Nella regia di Damiano Michieletto l’ambientazione, decisamente attualizzata, si serve d’una mitologia fantasiosa e intellettualistica per infrangere le pastoie realistiche. Il panorama d’una Messina pittoresca e popolare cambia nella configurazione d’una società riconoscibile oggi, nei notabili e nei rapporti sociali e famigliari. L’elemento sentimentale del soggetto si esplica nel confronto fra modi relazionali contrapposti: quello socialmente conformista, omologabile, fra Héro e Claudio e quello ribelle e selvaggio fra Béatrice e Bénédict. Parte la storia dall’incontro di saluto e d’accoglienza del Governatore, seguito dalla figlia e dalla nipote, e i rappresentanti militari, reduci vittoriosi da una guerra per la quale meritano i festeggiamenti del popolo.


Una scena dello spettacolo
© Teatro Carlo Felice di Genova
                                
Nel dispositivo vuoto, ma funzionalmente meccanizzato di Paolo Fantin, la fantasia di Damiano Michieletto evoca l’interno uniforme e bianchissimo del palazzo del Governatore, aperto sul bagliore del golfo di Messina, luogo dell’azione nel primo atto. L’organizzazione del ricevimento, affidata al Maestro Somarone, prevede la documentazione dell’evento, con microfoni, cuffie e registratore. Il secondo atto inizia in un parco esotico, che si scopre Paradiso terrestre abitato da Adamo ed Eva e da uno scimpanzé. Poi il ribaltamento del grigliato che reggeva il giardino dell’Eden forma una barriera, simbolo della prigionia prevista per i promessi sposi dopo il matrimonio. Infine, nello spazio liberato dalle piante e ridiventato il palazzo, s’avvia a scioglimento la vicenda di Claudio ed Héro, coppia impaziente di convolare a nozze. Parallela è la storia di Béatrice e Bénédict, per principio avversi al matrimonio, litiganti capricciosi e ambigui nei sentimenti reciproci. 

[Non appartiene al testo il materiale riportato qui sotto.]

//! State backends: in-process memory and DynamoDB.

use std::collections::HashMap;

use async_trait::async_trait;
use aws_sdk_dynamodb::Client as DynamoDbClient;
use aws_sdk_dynamodb::error::DisplayErrorContext;
use aws_sdk_dynamodb::primitives::Blob;
use aws_sdk_dynamodb::types::AttributeValue;
use parking_lot::Mutex;
use tracing::{debug, warn};

use super::store::{SnapshotRows, StateBackend, StatePayload, StateRow};
use crate::errors::{ProcessorError, ProcessorResult};

// =============================================================================
// Memory
// =============================================================================

/// Keeps rows in process. Used when no table is configured and in tests.
#[derive(Debug, Default)]
pub struct MemoryStateBackend {
    rows: Mutex<Vec<StateRow>>,
}

impl MemoryStateBackend {
    pub fn new() -> Self {
        Self::default()
    }

    /// Snapshot of every stored row, in write order.
    pub fn rows(&self) -> Vec<StateRow> {
        self.rows.lock().clone()
    }
}

#[async_trait]
impl StateBackend for MemoryStateBackend {
    async fn query_since(
        &self,
        partition_key: &str,
        sort_key_lower_bound: &str,
    ) -> ProcessorResult<SnapshotRows> {
        let mut rows: Vec<StateRow> = self
            .rows
            .lock()
            .iter()
            .filter(|row| row.partition_key == partition_key)
            .filter(|row| row.sort_key.as_str() > sort_key_lower_bound)
            .cloned()
            .collect();
        rows.sort_by(|a, b| b.sort_key.cmp(&a.sort_key));
        Ok(rows.into())
    }

    async fn put(&self, row: StateRow) -> ProcessorResult<()> {
        self.rows.lock().push(row);
        Ok(())
    }
}

// =============================================================================
// DynamoDB
// =============================================================================

const PARTITION_KEY_ATTR: &str = "PartitionKey";
const SORT_KEY_ATTR: &str = "SortKey";
const STATE_ATTR: &str = "State";
const EXPIRES_AFTER_ATTR: &str = "ExpiresAfter";

/// Snapshot rows in a DynamoDB table keyed by (`PartitionKey`, `SortKey`).
///
/// `State` is a string attribute for plain JSON and a binary attribute for
/// zlib-compressed payloads. `ExpiresAfter` is meant to be the table's TTL
/// attribute.
#[derive(Debug, Clone)]
pub struct DynamoDbStateBackend {
    client: DynamoDbClient,
    table_name: String,
}

impl DynamoDbStateBackend {
    pub fn new(sdk_config: &aws_config::SdkConfig, table_name: impl Into<String>) -> Self {
        Self {
            client: DynamoDbClient::new(sdk_config),
            table_name: table_name.into(),
        }
    }

    fn parse_row(item: &HashMap<String, AttributeValue>) -> ProcessorResult<StateRow> {
        let string_attr = |name: &str| {
            item.get(name)
                .and_then(|v| v.as_s().ok())
                .cloned()
                .ok_or_else(|| ProcessorError::StateStore(format!("row is missing {name}")))
        };

        let payload = match item.get(STATE_ATTR) {
            Some(AttributeValue::S(json)) => StatePayload::Json(json.clone()),
            Some(AttributeValue::B(blob)) => StatePayload::Compressed(blob.as_ref().to_vec()),
            _ => {
                return Err(ProcessorError::StateStore(format!(
                    "row has no usable {STATE_ATTR} attribute"
                )));
            }
        };

        let expires_after = item
            .get(EXPIRES_AFTER_ATTR)
            .and_then(|v| v.as_n().ok())
            .and_then(|n| n.parse::<i64>().ok())
            .unwrap_or_default();

        Ok(StateRow {
            partition_key: string_attr(PARTITION_KEY_ATTR)?,
            sort_key: string_attr(SORT_KEY_ATTR)?,
            payload,
            expires_after,
        })
    }

    /// Parse one query page into `page`, counting items that do not parse.
    fn collect_page(items: &[HashMap<String, AttributeValue>], page: &mut SnapshotRows) {
        for item in items {
            match Self::parse_row(item) {
                Ok(row) => page.rows.push(row),
                Err(e) => {
                    page.unreadable += 1;
                    let sort_key = item.get(SORT_KEY_ATTR).and_then(|v| v.as_s().ok());
                    warn!(sort_key = ?sort_key, error = %e, "Skipping unreadable state item");
                }
            }
        }
    }
}

#[async_trait]
impl StateBackend for DynamoDbStateBackend {
    async fn query_since(
        &self,
        partition_key: &str,
        sort_key_lower_bound: &str,
    ) -> ProcessorResult<SnapshotRows> {
        let mut page = SnapshotRows::default();
        let mut start_key: Option<HashMap<String, AttributeValue>> = None;

        loop {
            let output = self
                .client
                .query()
                .table_name(&self.table_name)
                .key_condition_expression("#pk = :pk AND #sk > :lower")
                .expression_attribute_names("#pk", PARTITION_KEY_ATTR)
                .expression_attribute_names("#sk", SORT_KEY_ATTR)
                .expression_attribute_values(":pk", AttributeValue::S(partition_key.to_string()))
                .expression_attribute_values(
                    ":lower",
                    AttributeValue::S(sort_key_lower_bound.to_string()),
                )
                .scan_index_forward(false)
                .set_exclusive_start_key(start_key.take())
                .send()
                .await
                .map_err(|e| {
                    ProcessorError::StateStore(format!(
                        "query on {} failed: {}",
                        self.table_name,
                        DisplayErrorContext(&e)
                    ))
                })?;

            Self::collect_page(output.items(), &mut page);

            match output.last_evaluated_key() {
                Some(key) if !key.is_empty() => start_key = Some(key.clone()),
                _ => break,
            }
        }

        debug!(
            table = %self.table_name,
            rows = page.rows.len(),
            unreadable = page.unreadable,
            "Queried state snapshots"
        );
        Ok(page)
    }

    async fn put(&self, row: StateRow) -> ProcessorResult<()> {
        let state = match row.payload {
            StatePayload::Json(json) => AttributeValue::S(json),
            StatePayload::Compressed(bytes) => AttributeValue::B(Blob::new(bytes)),
        };

        self.client
            .put_item()
            .table_name(&self.table_name)
            .item(PARTITION_KEY_ATTR, AttributeValue::S(row.partition_key))
            .item(SORT_KEY_ATTR, AttributeValue::S(row.sort_key))
            .item(STATE_ATTR, state)
            .item(EXPIRES_AFTER_ATTR, AttributeValue::N(row.expires_after.to_string()))
            .send()
            .await
            .map_err(|e| {
                ProcessorError::StateStore(format!(
                    "put on {} failed: {}",
                    self.table_name,
                    DisplayErrorContext(&e)
                ))
            })?;
        Ok(())
    }
}

#[cfg(test)]
mod tests {
    use super::*;

    fn row(pk: &str, sk: &str) -> StateRow {
        StateRow {
            partition_key: pk.into(),
            sort_key: sk.into(),
            payload: StatePayload::Json("{}".into()),
            expires_after: 0,
        }
    }

    #[tokio::test]
    async fn test_memory_query_filters_and_orders() {
        let backend = MemoryStateBackend::new();
        backend.put(row("pk", "2024-01-01T00:00:01.000000Z")).await.unwrap();
        backend.put(row("pk", "2024-01-01T00:00:03.000000Z")).await.unwrap();
        backend.put(row("other", "2024-01-01T00:00:04.000000Z")).await.unwrap();
        backend.put(row("pk", "2024-01-01T00:00:00.000000Z")).await.unwrap();

        let rows = backend
            .query_since("pk", "2024-01-01T00:00:00.500000Z")
            .await
            .unwrap();
        assert_eq!(rows.unreadable, 0);
        let keys: Vec<_> = rows.rows.iter().map(|r| r.sort_key.as_str()).collect();
        assert_eq!(
            keys,
            ["2024-01-01T00:00:03.000000Z", "2024-01-01T00:00:01.000000Z"]
        );
    }

    #[test]
    fn test_parse_dynamodb_row() {
        let mut item = HashMap::new();
        item.insert(PARTITION_KEY_ATTR.to_string(), AttributeValue::S("pk".into()));
        item.insert(SORT_KEY_ATTR.to_string(), AttributeValue::S("sk".into()));
        item.insert(STATE_ATTR.to_string(), AttributeValue::B(Blob::new(vec![1, 2, 3])));
        item.insert(EXPIRES_AFTER_ATTR.to_string(), AttributeValue::N("42".into()));

        let row = DynamoDbStateBackend::parse_row(&item).unwrap();
        assert_eq!(row.payload, StatePayload::Compressed(vec![1, 2, 3]));
        assert_eq!(row.expires_after, 42);
    }

    #[test]
    fn test_parse_row_without_state_fails() {
        let mut item = HashMap::new();
        item.insert(PARTITION_KEY_ATTR.to_string(), AttributeValue::S("pk".into()));
        assert!(DynamoDbStateBackend::parse_row(&item).is_err());
    }

    fn item(sort_key: &str, state: Option<AttributeValue>) -> HashMap<String, AttributeValue> {
        let mut item = HashMap::new();
        item.insert(PARTITION_KEY_ATTR.to_string(), AttributeValue::S("pk".into()));
        item.insert(SORT_KEY_ATTR.to_string(), AttributeValue::S(sort_key.into()));
        if let Some(state) = state {
            item.insert(STATE_ATTR.to_string(), state);
        }
        item
    }

    #[test]
    fn test_page_with_bad_item_keeps_good_rows() {
        let items = vec![
            item("2024-01-01T00:00:03.000000Z", Some(AttributeValue::S("{}".into()))),
            item("2024-01-01T00:00:02.000000Z", None),
            item("2024-01-01T00:00:01.000000Z", Some(AttributeValue::N("7".into()))),
            item("2024-01-01T00:00:00.000000Z", Some(AttributeValue::S("{}".into()))),
        ];

        let mut page = SnapshotRows::default();
        DynamoDbStateBackend::collect_page(&items, &mut page);

        assert_eq!(page.unreadable, 2);
        let keys: Vec<_> = page.rows.iter().map(|r| r.sort_key.as_str()).collect();
        assert_eq!(
            keys,
            ["2024-01-01T00:00:03.000000Z", "2024-01-01T00:00:00.000000Z"]
        );
    }
}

L’esempio dei fidanzati, l’invito degli amici propiziato da uno stratagemma convinceranno gli eterni indecisi al grande passo. Nel frattempo, lo scimmione (mimato in travestimento da Amedeo Podda, scattante d’agilità belluina) si mostra allegoria della condizione a cui aspira la coppia dei fidanzati. Il ruolo dei progenitori (Alessandro Percuoco e Myriam Tomè), nudi, puri e teneramente espansivi, viene turbato e avvilito quando vestiti anch’essi con abiti nuziali, ficcati in teche dorate, ascendono al cielo del palcoscenico. Altri simbolismi appaiono nella casa di tulle calata sui renitenti eroi del titolo per invischiarli e nelle farfalle di carta, catturate, chiuse sottovetro e liberate in coincidenza con lo sposalizio. 

Gli interpreti non risparmiano energie: con generosa dedizione contribuiscono a ravvivare il ritmo dell’azione, già didascalica nei segni ridondanti, forse a giustificare le carenze drammaturgiche, a colmare le quali si presume mirato l’apporto della coreografia. La fonte shakespeariana poco dona ai personaggi che pure dovrebbero sostanziare l’opera. Sicché anche i recitativi, ripetitivi e impoetici, sminuiscono la potenzialità lirica e le prestazioni canore.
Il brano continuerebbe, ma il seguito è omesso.